═════ Data for the task
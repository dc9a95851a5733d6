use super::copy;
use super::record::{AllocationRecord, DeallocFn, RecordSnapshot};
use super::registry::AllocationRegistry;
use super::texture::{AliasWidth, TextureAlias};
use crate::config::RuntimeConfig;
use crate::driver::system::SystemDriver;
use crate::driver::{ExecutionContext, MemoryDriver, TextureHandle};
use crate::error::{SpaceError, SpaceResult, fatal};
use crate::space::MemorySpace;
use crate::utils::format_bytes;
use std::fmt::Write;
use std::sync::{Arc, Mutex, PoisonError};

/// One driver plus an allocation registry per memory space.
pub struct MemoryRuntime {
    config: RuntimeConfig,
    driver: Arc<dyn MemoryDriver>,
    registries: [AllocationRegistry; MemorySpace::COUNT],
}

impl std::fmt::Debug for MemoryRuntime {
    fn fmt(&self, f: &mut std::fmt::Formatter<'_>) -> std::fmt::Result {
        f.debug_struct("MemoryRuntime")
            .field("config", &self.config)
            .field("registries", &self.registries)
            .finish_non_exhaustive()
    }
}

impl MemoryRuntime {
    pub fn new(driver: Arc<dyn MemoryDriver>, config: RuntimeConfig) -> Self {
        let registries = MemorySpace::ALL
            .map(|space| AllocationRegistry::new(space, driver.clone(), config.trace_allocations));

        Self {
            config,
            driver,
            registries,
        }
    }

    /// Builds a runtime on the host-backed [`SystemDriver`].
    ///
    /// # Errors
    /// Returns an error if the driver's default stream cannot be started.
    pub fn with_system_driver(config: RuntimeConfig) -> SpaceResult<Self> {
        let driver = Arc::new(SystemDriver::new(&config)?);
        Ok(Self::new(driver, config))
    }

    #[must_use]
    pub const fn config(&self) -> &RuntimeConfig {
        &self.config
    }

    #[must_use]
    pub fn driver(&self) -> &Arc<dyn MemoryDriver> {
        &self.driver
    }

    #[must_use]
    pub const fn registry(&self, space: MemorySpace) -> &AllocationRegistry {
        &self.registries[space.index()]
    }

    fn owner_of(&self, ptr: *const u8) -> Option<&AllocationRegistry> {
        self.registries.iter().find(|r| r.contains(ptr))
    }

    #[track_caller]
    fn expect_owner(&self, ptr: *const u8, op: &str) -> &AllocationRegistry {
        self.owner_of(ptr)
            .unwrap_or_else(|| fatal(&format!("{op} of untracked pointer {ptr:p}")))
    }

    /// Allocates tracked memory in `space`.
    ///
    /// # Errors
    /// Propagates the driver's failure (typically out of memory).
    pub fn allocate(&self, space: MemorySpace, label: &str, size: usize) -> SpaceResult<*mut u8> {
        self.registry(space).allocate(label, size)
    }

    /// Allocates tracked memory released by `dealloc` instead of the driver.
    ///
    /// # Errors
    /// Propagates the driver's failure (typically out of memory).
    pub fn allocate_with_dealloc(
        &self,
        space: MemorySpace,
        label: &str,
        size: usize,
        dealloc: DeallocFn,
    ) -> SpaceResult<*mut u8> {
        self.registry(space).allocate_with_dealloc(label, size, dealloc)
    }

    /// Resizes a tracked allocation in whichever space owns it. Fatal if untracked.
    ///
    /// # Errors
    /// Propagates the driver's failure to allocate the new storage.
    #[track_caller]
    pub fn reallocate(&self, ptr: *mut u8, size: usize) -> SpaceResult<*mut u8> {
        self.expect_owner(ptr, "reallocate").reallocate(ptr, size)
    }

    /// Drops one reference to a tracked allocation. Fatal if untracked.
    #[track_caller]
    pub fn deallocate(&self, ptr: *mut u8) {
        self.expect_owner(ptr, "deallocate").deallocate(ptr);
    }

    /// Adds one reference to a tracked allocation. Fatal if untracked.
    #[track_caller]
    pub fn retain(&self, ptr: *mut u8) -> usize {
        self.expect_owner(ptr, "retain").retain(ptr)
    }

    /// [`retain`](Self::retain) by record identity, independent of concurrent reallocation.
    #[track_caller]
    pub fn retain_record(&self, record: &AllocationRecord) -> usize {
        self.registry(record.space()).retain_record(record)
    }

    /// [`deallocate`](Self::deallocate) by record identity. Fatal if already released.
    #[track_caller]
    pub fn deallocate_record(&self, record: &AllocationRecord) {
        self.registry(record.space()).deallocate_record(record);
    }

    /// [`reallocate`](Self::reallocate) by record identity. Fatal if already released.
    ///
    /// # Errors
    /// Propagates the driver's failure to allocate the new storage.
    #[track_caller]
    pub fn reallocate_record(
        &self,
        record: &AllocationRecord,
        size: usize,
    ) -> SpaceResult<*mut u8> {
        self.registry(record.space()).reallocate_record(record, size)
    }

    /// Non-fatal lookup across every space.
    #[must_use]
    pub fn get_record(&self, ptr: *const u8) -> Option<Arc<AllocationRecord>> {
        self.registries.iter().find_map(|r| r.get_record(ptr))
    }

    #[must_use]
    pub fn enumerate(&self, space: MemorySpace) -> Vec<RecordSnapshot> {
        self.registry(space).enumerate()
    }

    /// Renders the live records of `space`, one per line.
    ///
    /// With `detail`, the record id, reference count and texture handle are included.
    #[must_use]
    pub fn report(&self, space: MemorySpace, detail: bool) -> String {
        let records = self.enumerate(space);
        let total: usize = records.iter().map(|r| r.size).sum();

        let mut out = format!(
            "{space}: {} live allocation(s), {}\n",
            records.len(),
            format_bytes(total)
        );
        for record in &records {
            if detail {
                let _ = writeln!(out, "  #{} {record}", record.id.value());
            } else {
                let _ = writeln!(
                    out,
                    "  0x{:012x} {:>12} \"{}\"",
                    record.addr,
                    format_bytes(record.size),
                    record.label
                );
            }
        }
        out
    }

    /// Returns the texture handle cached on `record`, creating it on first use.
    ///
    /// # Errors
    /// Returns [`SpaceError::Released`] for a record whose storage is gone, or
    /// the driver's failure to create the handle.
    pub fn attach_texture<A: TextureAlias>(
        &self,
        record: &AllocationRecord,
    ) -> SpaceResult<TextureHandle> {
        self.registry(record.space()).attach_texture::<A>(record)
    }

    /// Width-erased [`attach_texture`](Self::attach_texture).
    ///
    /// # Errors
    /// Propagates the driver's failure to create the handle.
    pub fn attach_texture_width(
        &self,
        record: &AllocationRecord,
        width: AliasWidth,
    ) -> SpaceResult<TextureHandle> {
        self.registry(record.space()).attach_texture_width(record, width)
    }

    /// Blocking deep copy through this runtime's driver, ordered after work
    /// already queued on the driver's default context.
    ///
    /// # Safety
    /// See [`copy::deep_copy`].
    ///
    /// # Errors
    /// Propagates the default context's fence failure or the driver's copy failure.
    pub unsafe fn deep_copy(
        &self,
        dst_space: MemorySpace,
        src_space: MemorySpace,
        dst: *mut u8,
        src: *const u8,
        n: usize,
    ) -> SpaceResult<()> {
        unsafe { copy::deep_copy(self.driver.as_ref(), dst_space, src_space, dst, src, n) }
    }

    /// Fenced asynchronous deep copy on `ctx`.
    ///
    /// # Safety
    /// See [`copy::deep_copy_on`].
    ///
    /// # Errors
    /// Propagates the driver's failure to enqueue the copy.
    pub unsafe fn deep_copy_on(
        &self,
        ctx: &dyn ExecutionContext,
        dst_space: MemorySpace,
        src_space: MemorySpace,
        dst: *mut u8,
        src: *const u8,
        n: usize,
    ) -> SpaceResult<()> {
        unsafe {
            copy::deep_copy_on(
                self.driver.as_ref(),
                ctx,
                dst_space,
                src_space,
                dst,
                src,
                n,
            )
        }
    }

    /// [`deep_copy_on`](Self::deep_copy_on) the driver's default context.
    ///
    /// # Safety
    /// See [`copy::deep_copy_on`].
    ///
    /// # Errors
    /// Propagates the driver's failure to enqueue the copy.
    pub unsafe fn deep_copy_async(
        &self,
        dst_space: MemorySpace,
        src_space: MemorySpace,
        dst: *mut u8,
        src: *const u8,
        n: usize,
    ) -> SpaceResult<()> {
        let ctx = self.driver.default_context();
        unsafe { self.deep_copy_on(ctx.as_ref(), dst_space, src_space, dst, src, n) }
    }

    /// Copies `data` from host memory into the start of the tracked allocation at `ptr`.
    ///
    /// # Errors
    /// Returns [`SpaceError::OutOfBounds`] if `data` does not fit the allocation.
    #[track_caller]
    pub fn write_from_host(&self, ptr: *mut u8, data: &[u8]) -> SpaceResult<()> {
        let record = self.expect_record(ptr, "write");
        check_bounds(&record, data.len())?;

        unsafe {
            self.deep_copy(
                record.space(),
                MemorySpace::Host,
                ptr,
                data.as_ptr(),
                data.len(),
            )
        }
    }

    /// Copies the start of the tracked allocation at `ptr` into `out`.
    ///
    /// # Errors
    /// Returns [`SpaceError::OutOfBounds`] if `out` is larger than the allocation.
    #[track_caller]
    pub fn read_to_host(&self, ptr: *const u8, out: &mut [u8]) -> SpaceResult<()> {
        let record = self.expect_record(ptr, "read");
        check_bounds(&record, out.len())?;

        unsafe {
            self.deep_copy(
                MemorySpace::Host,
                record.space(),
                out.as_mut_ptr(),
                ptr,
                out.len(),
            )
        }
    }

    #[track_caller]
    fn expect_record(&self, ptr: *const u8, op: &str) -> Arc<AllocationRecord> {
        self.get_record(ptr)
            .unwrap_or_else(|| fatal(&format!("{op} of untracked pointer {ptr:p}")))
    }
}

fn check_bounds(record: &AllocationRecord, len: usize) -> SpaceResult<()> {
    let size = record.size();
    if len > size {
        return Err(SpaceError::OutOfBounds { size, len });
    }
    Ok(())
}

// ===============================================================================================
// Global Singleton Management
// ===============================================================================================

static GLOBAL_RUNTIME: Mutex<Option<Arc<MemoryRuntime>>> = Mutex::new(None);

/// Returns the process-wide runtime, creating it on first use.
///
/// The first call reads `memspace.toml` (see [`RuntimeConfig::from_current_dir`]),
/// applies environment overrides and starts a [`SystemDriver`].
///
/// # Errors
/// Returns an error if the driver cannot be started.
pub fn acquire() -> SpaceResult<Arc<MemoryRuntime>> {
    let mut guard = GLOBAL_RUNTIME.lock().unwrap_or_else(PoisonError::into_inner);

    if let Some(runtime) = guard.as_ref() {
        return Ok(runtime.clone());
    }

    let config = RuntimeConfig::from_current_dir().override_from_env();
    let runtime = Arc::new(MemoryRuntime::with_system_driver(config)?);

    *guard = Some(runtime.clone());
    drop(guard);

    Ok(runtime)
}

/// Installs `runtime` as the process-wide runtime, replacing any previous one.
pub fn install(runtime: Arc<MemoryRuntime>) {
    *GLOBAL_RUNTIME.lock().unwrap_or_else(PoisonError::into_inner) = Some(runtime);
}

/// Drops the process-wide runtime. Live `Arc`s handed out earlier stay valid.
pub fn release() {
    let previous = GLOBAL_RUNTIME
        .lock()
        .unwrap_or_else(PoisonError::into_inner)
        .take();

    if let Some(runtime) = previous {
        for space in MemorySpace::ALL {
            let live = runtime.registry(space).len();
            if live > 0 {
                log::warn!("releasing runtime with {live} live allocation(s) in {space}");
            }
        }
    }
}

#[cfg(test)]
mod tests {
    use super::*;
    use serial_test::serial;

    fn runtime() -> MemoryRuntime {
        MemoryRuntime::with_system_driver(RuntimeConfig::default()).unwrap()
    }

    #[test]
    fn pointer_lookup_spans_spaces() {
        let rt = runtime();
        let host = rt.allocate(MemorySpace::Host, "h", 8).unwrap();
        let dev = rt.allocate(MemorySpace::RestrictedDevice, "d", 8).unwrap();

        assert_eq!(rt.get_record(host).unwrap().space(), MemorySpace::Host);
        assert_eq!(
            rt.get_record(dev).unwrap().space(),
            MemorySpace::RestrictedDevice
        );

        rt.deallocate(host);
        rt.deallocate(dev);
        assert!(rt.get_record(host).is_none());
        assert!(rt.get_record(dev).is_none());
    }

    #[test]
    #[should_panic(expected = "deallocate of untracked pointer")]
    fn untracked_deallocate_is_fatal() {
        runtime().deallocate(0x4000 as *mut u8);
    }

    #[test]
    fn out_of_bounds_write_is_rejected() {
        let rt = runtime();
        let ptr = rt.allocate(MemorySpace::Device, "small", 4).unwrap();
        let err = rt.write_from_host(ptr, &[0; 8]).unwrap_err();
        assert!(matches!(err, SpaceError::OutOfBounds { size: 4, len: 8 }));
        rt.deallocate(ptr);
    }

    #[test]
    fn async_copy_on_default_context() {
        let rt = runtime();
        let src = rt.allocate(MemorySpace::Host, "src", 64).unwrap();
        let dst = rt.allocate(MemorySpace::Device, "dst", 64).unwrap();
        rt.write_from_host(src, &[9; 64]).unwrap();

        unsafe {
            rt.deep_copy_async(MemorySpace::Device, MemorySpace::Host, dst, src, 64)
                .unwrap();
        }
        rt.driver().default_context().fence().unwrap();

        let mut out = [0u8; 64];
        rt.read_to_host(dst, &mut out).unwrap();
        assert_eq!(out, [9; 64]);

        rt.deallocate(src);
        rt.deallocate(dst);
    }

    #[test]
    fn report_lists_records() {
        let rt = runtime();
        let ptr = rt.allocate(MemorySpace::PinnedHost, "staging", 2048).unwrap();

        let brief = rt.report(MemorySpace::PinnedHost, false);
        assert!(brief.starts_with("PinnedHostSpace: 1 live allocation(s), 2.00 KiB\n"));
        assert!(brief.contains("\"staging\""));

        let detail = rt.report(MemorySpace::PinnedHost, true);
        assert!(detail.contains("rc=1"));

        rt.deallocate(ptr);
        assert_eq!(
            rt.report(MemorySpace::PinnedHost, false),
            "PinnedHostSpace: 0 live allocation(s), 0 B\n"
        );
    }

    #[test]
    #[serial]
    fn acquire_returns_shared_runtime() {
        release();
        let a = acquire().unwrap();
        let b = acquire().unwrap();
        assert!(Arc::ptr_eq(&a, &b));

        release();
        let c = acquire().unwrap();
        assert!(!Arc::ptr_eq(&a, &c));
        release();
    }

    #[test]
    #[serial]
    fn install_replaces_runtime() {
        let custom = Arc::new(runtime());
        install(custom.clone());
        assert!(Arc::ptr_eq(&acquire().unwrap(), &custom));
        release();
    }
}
══════════
| Exercise details |
Please give an exact restatement of only the lines from the beginning of the material above to the line with "use crate::config::RuntimeConfig;", inclusive.

| Task result |
repository dc9a95851a5733d6
use super::copy;
use super::record::{AllocationRecord, DeallocFn, RecordSnapshot};
use super::registry::AllocationRegistry;
use super::texture::{AliasWidth, TextureAlias};
use crate::config::RuntimeConfig;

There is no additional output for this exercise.